Sudanese President Pardons Man Who Assisted USAID Employee Killers in Escape - Lawyer

Khartoum — A man convicted as an accomplice in the escape of four men who were sentenced to death over the killing of a U.S. diplomat and his driver five years ago, has been pardoned by Sudanese president Omer Hassan al-Bashir, a lawyer told a local newspaper.

In statements carried by pro-government Akhir-Lahza newspaper on Friday, Abu Bakr Abdel-Razik said that his client Mubarak Mustafa was released last week after the presidential pardon.

Abdel-Razik did not provide further details or explain why Mustafa was a beneficiary of this amnesty. He was one of four men sentenced in this case.

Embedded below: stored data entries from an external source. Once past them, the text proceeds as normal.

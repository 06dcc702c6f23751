//! prerenderd entry point.
//!
//! Boots the metadata store, cache tiers, and job dispatcher. Logging
//! goes to stderr so stdout stays free for embedding transports.

use std::sync::Arc;

use anyhow::{Context, Result};
use prerender_core::{AppConfig, MetaDb};
use prerender_engine::{CacheTiers, Dispatcher, MemoryContentStore, MemoryFastTier};
use tracing_subscriber::EnvFilter;

#[tokio::main]
async fn main() -> Result<()> {
    tracing_subscriber::fmt()
        .with_env_filter(EnvFilter::from_default_env())
        .with_writer(std::io::stderr)
        .json()
        .init();

    let config = AppConfig::load().context("loading configuration")?;
    tracing::info!(db_path = %config.db_path.display(), rate_limit = config.rate_limit, "starting prerenderd");

    let db = MetaDb::open(&config.db_path)
        .await
        .with_context(|| format!("opening metadata db at {}", config.db_path.display()))?;

    let fast = Arc::new(MemoryFastTier::new(config.fast_tier_capacity));
    let content = config
        .storage_bucket
        .as_ref()
        .map(|bucket| {
            tracing::warn!(bucket = %bucket, "no object-store client built in; using in-memory content store, contents are lost on restart");
            Arc::new(MemoryContentStore::new()) as Arc<dyn prerender_engine::ContentStore>
        });
    let tiers = CacheTiers::new(fast, content, db.clone(), config.render_timeout());

    let dispatcher = Dispatcher::new(
        db.clone(),
        tiers,
        Arc::new(NoopWorker),
        config.retry_policy(),
        config.dispatch_interval(),
    );

    tokio::spawn({
        let db = db.clone();
        let interval = config.dispatch_interval();
        async move {
            loop {
                match db.job_counts().await {
                    Ok(counts) => tracing::info!(
                        queued = counts.queued,
                        processing = counts.processing,
                        completed = counts.completed,
                        failed = counts.failed,
                        "job queue"
                    ),
                    Err(e) => tracing::warn!(error = %e, "job count query failed"),
                }
                tokio::time::sleep(interval * 30).await;
            }
        }
    });

    dispatcher.run().await;

    Ok(())
}

/// Placeholder renderer until a browser-backed worker is wired in.
/// Every claimed job fails with a transient error and retries on the
/// standard backoff schedule.
struct NoopWorker;

#[async_trait::async_trait]
impl prerender_engine::RenderWorker for NoopWorker {
    async fn render(
        &self,
        _request: &prerender_engine::RenderRequest,
    ) -> Result<prerender_engine::RenderOutput, prerender_core::Error> {
        Err(prerender_core::Error::render_failed(
            prerender_core::RenderFailureKind::Other,
            "no render worker configured",
        ))
    }
}
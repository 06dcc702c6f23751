//! Database schema migrations.
//!
//! Uses a simple version table approach to track applied migrations.
//! Each migration is a SQL batch that transforms the schema.

use std::num::ParseIntError;

use super::Error;
use tokio_rusqlite::{Connection, params};

/// Migration list: (version, SQL).
///
/// Migrations must be applied in order. The version number is an
/// incrementing integer used to track which migrations have been applied.
/// All migrations are idempotent using CREATE IF NOT EXISTS.
const MIGRATIONS: &[(&str, &str)] = &[
    ("1", include_str!("../../migrations/001_pages.sql")),
    ("2", include_str!("../../migrations/002_jobs.sql")),
];

/// Run any pending migrations.
///
/// This creates the _migrations table if it doesn't exist, checks the
/// current version, and applies any migrations that haven't been run yet.
///
/// # Errors
///
/// Returns an error if a migration SQL fails to execute.
pub async fn run(conn: &Connection) -> Result<(), Error> {
    conn.call(|conn| -> Result<(), Error> {
        conn.execute(
            "CREATE TABLE IF NOT EXISTS _migrations (
                version INTEGER PRIMARY KEY,
                applied_at TEXT NOT NULL
            )",
            [],
        )
        .map_err(Error::from)?;

        let current: i64 = conn
            .query_row("SELECT COALESCE(MAX(version), 0) FROM _migrations", [], |row| {
                row.get(0)
            })
            .map_err(Error::from)?;

        for (version, sql) in MIGRATIONS {
            let version_num: i64 = version
                .parse()
                .map_err(|e: ParseIntError| Error::MigrationFailed(e.to_string()))?;
            if version_num > current {
                conn.execute_batch(sql)?;
                conn.execute(
                    "INSERT INTO _migrations (version, applied_at) VALUES (?1, ?2)",
                    params![version_num, chrono::Utc::now().to_rfc3339()],
                )
                .map_err(Error::from)?;
            }
        }

        Ok(())
    })
    .await
    .map_err(Error::from)
}

#[cfg(test)]
mod tests {
    use super::*;

    #[tokio::test]
    async fn test_migrations_idempotent() {
        let conn = Connection::open_in_memory().await.unwrap();
        run(&conn).await.unwrap();
        run(&conn).await.unwrap();

        let has_jobs: bool = conn
            .call(|conn| {
                conn.query_row(
                    "SELECT EXISTS(SELECT 1 FROM sqlite_master WHERE type='table' AND name='render_jobs')",
                    [],
                    |row| row.get(0),
                )
            })
            .await
            .unwrap();

        assert!(has_jobs);
    }

    #[tokio::test]
    async fn test_migrations_version_tracking() {
        let conn = Connection::open_in_memory().await.unwrap();
        run(&conn).await.unwrap();

        let count: i64 = conn
            .call(|conn| conn.query_row("SELECT COUNT(*) FROM _migrations", [], |row| row.get(0)))
            .await
            .unwrap();

        assert_eq!(count, MIGRATIONS.len() as i64);
    }
}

John Granville ,of the U.S. Agency for International Development (USAID), and his driver, Abdurrahman Abbas Rahma on 2008 New Years Eve came under a hail of bullet before dawn on 2008 New Year's Day in a rare crime of its kind in Sudan directed at foreigners.

Sudanese authorities eventually managed to capture five men, believed to be belonging to the Islamic militant group Ansar al-Tawhid, and charged them with the killing of Granville and his driver.

Four of them were sentenced to death by hanging in 2009 but a year later they managed to escape the death row from the maximum-security Kober prison in the Sudanese capital.

The Sudanese government at the time said the prisoners used sewer pipes to escape.

One of the fugitives was reportedly killed in Somalia under mysterious circumstances while another was re-arrested.

The United States had called on the Sudanese government to "initiate a thorough investigation of the circumstances surrounding this escape" and "to prosecute, to the full extent of the law, any individuals or groups found complicit in the escape of these criminals".

A former U.S. official told Sudan Tribune last month that Washington believed that the inmates received inside to flee the prison but had no evidence linking anyone in the Sudanese government.